Every line of the data that contains the string "struct" must be copied.

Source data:

○ ○ ○ ○ ○ ○ ○

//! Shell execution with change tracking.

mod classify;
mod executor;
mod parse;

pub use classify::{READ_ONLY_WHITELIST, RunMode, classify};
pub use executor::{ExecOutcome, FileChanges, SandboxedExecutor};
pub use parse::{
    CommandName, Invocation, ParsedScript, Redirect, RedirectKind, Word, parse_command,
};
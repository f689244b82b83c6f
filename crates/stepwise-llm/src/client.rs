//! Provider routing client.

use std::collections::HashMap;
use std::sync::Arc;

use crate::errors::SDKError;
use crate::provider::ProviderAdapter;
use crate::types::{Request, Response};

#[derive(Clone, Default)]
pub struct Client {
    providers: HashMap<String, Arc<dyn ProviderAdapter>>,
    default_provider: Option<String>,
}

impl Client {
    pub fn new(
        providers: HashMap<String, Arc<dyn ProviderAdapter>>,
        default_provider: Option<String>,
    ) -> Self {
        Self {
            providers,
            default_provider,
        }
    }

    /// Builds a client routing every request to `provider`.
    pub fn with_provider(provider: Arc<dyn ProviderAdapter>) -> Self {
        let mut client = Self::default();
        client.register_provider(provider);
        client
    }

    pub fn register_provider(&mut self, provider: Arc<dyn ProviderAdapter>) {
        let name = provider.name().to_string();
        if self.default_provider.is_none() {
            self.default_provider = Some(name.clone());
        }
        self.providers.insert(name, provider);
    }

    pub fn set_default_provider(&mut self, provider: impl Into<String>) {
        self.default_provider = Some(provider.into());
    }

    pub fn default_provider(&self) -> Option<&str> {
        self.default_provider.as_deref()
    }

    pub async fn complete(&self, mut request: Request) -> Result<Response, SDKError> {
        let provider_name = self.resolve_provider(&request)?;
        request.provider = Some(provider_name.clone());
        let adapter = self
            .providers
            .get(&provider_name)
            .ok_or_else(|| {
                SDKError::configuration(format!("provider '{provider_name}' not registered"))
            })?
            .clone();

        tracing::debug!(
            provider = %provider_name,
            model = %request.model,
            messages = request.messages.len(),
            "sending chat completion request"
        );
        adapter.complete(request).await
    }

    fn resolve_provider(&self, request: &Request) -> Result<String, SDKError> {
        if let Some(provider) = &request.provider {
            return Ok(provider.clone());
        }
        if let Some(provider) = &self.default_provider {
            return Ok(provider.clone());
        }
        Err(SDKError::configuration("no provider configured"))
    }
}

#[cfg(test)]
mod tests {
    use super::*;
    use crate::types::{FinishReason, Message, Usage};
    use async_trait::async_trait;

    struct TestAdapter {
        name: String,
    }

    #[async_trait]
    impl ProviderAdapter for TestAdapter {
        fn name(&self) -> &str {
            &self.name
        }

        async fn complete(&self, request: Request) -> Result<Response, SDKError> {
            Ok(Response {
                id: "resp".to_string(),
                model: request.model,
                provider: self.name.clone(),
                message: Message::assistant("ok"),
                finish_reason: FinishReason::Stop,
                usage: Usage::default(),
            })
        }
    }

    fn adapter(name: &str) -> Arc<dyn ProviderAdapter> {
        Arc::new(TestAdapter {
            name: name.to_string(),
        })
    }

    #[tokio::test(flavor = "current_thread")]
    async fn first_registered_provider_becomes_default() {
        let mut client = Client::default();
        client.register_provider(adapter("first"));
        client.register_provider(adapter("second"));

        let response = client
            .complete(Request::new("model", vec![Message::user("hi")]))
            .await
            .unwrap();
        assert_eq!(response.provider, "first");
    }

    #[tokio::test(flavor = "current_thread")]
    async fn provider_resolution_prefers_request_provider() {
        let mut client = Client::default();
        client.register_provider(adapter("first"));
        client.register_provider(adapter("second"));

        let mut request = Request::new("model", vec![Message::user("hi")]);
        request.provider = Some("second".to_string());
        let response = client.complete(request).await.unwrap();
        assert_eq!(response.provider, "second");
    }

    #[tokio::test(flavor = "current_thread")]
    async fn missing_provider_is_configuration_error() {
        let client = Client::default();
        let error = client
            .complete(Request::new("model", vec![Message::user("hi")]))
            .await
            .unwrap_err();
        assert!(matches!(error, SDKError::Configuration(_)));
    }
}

○ ○ ○ ○ ○ ○ ○

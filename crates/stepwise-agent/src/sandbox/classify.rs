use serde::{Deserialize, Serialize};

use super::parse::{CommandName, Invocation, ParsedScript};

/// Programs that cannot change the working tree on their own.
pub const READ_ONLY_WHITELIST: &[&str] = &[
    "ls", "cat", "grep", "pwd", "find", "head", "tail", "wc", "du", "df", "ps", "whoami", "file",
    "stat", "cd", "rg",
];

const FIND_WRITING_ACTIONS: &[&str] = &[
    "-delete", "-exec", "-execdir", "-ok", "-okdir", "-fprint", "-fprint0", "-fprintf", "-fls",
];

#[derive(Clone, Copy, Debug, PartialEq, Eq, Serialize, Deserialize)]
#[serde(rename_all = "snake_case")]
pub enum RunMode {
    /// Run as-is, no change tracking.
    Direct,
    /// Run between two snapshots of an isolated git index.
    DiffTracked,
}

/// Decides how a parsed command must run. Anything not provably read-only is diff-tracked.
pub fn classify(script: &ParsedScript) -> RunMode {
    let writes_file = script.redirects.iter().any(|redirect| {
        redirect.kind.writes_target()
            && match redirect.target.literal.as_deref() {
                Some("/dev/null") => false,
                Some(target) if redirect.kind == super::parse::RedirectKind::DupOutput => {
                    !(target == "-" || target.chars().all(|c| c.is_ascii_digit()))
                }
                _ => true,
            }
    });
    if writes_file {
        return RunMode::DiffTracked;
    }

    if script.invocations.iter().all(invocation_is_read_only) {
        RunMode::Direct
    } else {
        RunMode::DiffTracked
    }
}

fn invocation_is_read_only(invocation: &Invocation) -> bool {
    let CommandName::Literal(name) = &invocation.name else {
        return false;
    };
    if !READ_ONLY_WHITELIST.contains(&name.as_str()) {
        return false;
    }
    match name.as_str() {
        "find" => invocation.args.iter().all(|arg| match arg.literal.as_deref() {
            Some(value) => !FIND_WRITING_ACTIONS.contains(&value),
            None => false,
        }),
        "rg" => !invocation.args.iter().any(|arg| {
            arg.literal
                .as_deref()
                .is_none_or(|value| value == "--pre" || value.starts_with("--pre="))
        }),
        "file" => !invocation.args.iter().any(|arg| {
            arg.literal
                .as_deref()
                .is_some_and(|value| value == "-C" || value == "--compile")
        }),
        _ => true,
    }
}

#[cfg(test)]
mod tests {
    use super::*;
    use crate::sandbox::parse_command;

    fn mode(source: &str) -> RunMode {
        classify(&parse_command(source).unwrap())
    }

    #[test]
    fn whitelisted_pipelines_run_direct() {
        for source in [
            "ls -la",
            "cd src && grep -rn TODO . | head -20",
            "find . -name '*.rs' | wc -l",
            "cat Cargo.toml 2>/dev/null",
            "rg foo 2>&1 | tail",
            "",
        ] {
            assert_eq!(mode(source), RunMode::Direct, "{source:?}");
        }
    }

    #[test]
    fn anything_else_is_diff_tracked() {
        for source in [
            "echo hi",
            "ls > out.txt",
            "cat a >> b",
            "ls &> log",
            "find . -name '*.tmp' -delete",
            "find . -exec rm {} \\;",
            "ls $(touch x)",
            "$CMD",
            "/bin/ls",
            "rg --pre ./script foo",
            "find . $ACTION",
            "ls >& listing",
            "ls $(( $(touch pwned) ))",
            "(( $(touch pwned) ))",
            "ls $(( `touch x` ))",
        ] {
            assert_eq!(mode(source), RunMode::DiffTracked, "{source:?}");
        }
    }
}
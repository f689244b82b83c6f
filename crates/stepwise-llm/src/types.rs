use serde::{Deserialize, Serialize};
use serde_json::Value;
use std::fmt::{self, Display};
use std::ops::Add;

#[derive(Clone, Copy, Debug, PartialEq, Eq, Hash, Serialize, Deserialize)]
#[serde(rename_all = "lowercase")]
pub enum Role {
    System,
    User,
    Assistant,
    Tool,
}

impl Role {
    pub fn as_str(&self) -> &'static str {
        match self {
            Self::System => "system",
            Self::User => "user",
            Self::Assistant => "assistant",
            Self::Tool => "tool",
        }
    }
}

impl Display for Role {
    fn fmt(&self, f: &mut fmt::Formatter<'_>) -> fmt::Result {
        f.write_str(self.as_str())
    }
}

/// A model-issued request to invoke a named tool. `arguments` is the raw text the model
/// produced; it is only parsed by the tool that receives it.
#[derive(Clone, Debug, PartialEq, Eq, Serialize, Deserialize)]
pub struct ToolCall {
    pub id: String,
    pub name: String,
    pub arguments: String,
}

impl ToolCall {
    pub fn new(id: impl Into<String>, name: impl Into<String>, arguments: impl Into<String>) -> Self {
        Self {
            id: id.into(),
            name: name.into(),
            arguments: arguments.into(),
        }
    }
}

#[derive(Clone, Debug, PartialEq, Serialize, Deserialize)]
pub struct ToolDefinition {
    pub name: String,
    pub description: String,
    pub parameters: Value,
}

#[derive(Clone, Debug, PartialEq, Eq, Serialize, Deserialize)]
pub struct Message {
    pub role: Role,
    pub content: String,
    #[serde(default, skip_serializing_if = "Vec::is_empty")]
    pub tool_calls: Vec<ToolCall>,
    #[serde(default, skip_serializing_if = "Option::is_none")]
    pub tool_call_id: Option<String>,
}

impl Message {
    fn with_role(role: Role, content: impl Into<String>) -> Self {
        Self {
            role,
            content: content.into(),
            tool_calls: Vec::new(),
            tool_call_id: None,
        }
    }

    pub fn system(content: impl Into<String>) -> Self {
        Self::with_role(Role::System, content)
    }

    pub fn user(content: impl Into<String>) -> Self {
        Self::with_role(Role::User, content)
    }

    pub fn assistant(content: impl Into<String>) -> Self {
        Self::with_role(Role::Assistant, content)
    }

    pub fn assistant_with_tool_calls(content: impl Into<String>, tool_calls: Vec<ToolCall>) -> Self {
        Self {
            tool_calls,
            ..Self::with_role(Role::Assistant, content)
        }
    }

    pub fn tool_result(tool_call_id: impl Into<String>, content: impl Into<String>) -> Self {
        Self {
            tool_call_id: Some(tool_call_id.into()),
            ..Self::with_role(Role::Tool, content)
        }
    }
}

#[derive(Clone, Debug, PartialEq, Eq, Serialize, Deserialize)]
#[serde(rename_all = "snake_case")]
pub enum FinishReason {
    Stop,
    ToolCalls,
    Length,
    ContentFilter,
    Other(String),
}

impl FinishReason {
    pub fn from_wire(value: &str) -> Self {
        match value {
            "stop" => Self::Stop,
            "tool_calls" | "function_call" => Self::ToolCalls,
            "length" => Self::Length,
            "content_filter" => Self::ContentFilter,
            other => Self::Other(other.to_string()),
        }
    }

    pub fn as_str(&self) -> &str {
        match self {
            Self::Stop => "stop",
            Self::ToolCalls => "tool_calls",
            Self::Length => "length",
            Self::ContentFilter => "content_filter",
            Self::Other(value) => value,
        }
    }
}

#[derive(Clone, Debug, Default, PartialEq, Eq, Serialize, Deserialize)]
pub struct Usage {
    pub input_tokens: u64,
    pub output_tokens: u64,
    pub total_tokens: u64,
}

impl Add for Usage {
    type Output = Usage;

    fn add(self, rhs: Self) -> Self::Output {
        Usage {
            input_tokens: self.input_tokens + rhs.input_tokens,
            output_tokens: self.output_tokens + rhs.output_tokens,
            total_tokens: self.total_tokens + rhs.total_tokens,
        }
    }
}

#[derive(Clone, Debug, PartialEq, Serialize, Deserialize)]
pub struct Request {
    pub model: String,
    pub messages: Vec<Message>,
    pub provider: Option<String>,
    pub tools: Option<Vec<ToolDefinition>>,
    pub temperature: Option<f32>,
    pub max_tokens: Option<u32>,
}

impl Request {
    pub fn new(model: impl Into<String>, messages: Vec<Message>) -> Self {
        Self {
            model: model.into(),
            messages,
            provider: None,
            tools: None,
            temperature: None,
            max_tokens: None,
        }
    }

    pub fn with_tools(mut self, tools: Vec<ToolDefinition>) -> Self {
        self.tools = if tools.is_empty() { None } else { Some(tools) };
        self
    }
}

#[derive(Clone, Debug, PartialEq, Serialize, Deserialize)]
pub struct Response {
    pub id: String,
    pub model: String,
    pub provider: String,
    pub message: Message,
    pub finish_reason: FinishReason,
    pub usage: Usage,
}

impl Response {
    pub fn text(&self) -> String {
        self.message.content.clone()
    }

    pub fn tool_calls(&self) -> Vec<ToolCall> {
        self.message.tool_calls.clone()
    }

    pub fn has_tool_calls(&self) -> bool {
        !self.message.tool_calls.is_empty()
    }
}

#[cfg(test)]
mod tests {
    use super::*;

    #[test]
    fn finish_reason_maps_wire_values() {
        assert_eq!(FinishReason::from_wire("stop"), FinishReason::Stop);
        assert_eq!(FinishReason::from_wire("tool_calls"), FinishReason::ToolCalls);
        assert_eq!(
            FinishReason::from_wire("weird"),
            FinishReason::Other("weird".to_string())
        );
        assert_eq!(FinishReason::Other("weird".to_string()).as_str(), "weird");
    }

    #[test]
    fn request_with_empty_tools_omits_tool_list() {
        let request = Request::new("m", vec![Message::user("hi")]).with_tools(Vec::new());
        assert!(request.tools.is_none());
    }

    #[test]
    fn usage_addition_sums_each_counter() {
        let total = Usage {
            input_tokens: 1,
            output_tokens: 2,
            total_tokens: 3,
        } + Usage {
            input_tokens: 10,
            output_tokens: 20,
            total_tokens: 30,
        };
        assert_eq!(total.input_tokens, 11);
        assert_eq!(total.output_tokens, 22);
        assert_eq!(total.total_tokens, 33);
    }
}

○ ○ ○ ○ ○ ○ ○

**Response**
pub struct Client {
    struct TestAdapter {
pub struct ToolCall {
pub struct ToolDefinition {
pub struct Message {
pub struct Usage {
pub struct Request {
pub struct Response {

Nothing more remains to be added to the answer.